In one sense, however, he was misunderstood by the world, and he has died before that profounder recognition which he craved had time to mature. All the breadth and certainty of his fame failed to compensate him for the lack of this: the man's heart coveted that justice which was accorded only to the author's brain. Other pens may sum up the literary record he has left behind: I claim the right of a friend who knew and loved him to speak of him as a man. The testimony, which, while living, he was too proud to have desired, may now be laid reverently upon his grave.
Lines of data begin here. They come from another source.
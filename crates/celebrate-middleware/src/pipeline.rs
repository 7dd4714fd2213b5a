//! Ordered middleware pipeline.
//!
//! A [`Pipeline`] runs its stages in registration order, then the handler.
//! A stage or handler that fails hands its [`MiddlewareError`] to the error
//! handlers, again in registration order. An error that no error handler
//! turns into a response becomes a generic `500`.
//!
//! ```text
//! Request → stage 1 → … → stage n → handler ──────────────→ Response
//!              │              │         │
//!              └──────────────┴─────────┴→ error handler 1 → … → 500
//! ```

use crate::context::MiddlewareContext;
use crate::error::MiddlewareError;
use crate::middleware::{BoxFuture, ErrorMiddleware, ErrorNext, Middleware, MiddlewareResult, Next};
use crate::types::{Request, Response, ResponseExt};
use std::sync::Arc;

/// A type-erased middleware that can be stored in a vector.
pub type BoxedMiddleware = Arc<dyn Middleware>;

/// A type-erased error handler that can be stored in a vector.
pub type BoxedErrorMiddleware = Arc<dyn ErrorMiddleware>;

/// Message of the response sent for an unhandled error.
pub const UNHANDLED_ERROR_MESSAGE: &str = "An internal error occurred";

/// The middleware pipeline.
///
/// The pipeline cannot be modified after construction.
///
/// # Example
///
/// ```
/// use celebrate_middleware::stages::{ErrorResponder, RequestIdMiddleware};
/// use celebrate_middleware::Pipeline;
///
/// let pipeline = Pipeline::builder()
///     .add_stage(RequestIdMiddleware::new())
///     .add_error_handler(ErrorResponder::default())
///     .build();
///
/// assert_eq!(pipeline.stage_names(), vec!["request_id"]);
/// assert_eq!(pipeline.error_handler_names(), vec!["celebrate_errors"]);
/// ```
#[derive(Clone, Default)]
pub struct Pipeline {
    stages: Vec<BoxedMiddleware>,
    error_handlers: Vec<BoxedErrorMiddleware>,
}

impl Pipeline {
    /// Creates a new pipeline builder.
    #[must_use]
    pub fn builder() -> PipelineBuilder {
        PipelineBuilder::new()
    }

    /// Processes a request through the entire pipeline.
    ///
    /// Always produces a response: errors go through the error handlers and
    /// fall back to a `500` envelope.
    pub async fn process<H>(&self, mut ctx: MiddlewareContext, request: Request, handler: H) -> Response
    where
        H: FnOnce(&mut MiddlewareContext, Request) -> BoxFuture<'static, MiddlewareResult> + Send + 'static,
    {
        ctx.set_request_line(request.method().as_str(), request.uri().path());

        let next = self.build_chain(handler);
        let error = match next.run(&mut ctx, request).await {
            Ok(response) => return response,
            Err(error) => error,
        };

        match self.handle_error(&mut ctx, error).await {
            Ok(response) => response,
            Err(error) => {
                tracing::error!(
                    request_id = %ctx.request_id(),
                    method = ctx.method().unwrap_or_default(),
                    path = ctx.path().unwrap_or_default(),
                    error = %error,
                    elapsed_ms = ctx.elapsed().as_millis(),
                    "unhandled middleware error"
                );
                Response::internal_error(UNHANDLED_ERROR_MESSAGE)
            }
        }
    }

    /// Runs `error` through the error handlers.
    ///
    /// Returns the error back if no handler produced a response.
    pub async fn handle_error(&self, ctx: &mut MiddlewareContext, error: MiddlewareError) -> MiddlewareResult {
        let mut next = ErrorNext::end();
        for handler in self.error_handlers.iter().rev() {
            next = ErrorNext::new(handler.as_ref(), next);
        }
        next.run(ctx, error).await
    }

    fn build_chain<'a, H>(&'a self, handler: H) -> Next<'a>
    where
        H: FnOnce(&mut MiddlewareContext, Request) -> BoxFuture<'static, MiddlewareResult> + Send + 'a,
    {
        let mut next = Next::handler(handler);
        for middleware in self.stages.iter().rev() {
            next = Next::new(middleware.as_ref(), next);
        }
        next
    }

    /// Returns the names of all middleware stages in order.
    #[must_use]
    pub fn stage_names(&self) -> Vec<&'static str> {
        self.stages.iter().map(|mw| mw.name()).collect()
    }

    /// Returns the names of all error handlers in order.
    #[must_use]
    pub fn error_handler_names(&self) -> Vec<&'static str> {
        self.error_handlers.iter().map(|h| h.name()).collect()
    }

    /// Returns the number of middleware stages.
    #[must_use]
    pub fn stage_count(&self) -> usize {
        self.stages.len()
    }
}

impl std::fmt::Debug for Pipeline {
    fn fmt(&self, f: &mut std::fmt::Formatter<'_>) -> std::fmt::Result {
        f.debug_struct("Pipeline")
            .field("stages", &self.stage_names())
            .field("error_handlers", &self.error_handler_names())
            .finish()
    }
}

/// Builder for constructing a [`Pipeline`].
#[derive(Default)]
pub struct PipelineBuilder {
    stages: Vec<BoxedMiddleware>,
    error_handlers: Vec<BoxedErrorMiddleware>,
}

impl PipelineBuilder {
    /// Creates an empty builder.
    #[must_use]
    pub fn new() -> Self {
        Self::default()
    }

    /// Appends a middleware stage.
    #[must_use]
    pub fn add_stage<M: Middleware>(mut self, middleware: M) -> Self {
        self.stages.push(Arc::new(middleware));
        self
    }

    /// Appends an already shared middleware stage.
    #[must_use]
    pub fn add_shared_stage(mut self, middleware: BoxedMiddleware) -> Self {
        self.stages.push(middleware);
        self
    }

    /// Appends an error handler.
    #[must_use]
    pub fn add_error_handler<E: ErrorMiddleware>(mut self, handler: E) -> Self {
        self.error_handlers.push(Arc::new(handler));
        self
    }

    /// Builds the pipeline.
    #[must_use]
    pub fn build(self) -> Pipeline {
        Pipeline {
            stages: self.stages,
            error_handlers: self.error_handlers,
        }
    }
}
There is a delicacy to be observed in describing one's intercourse with a departed great man, since death does not wholly remove that privacy which it is our duty to respect in life. Yet the veil which we charitably drop upon weakness or dishonor may surely be lifted to disclose the opposite qualities. I shall repeat no word of Thackeray's which he would have wished unsaid or suppressed: I shall say no more than he would himself have said of a contemporary to whom the world had not done full justice. During a friendship of nearly seven years, he permitted me to see that one true side of an author's nature which is never so far revealed to the public that the malignant may avail themselves of his candor to assail or the fools to annoy him. He is now beyond the reach of malice, obtrusive sentiment, or vain curiosity; and the "late remorse of love," which a better knowledge of the man may here and there provoke, can atone for past wrong only by that considerate, tender judgment of the living of which he was an example.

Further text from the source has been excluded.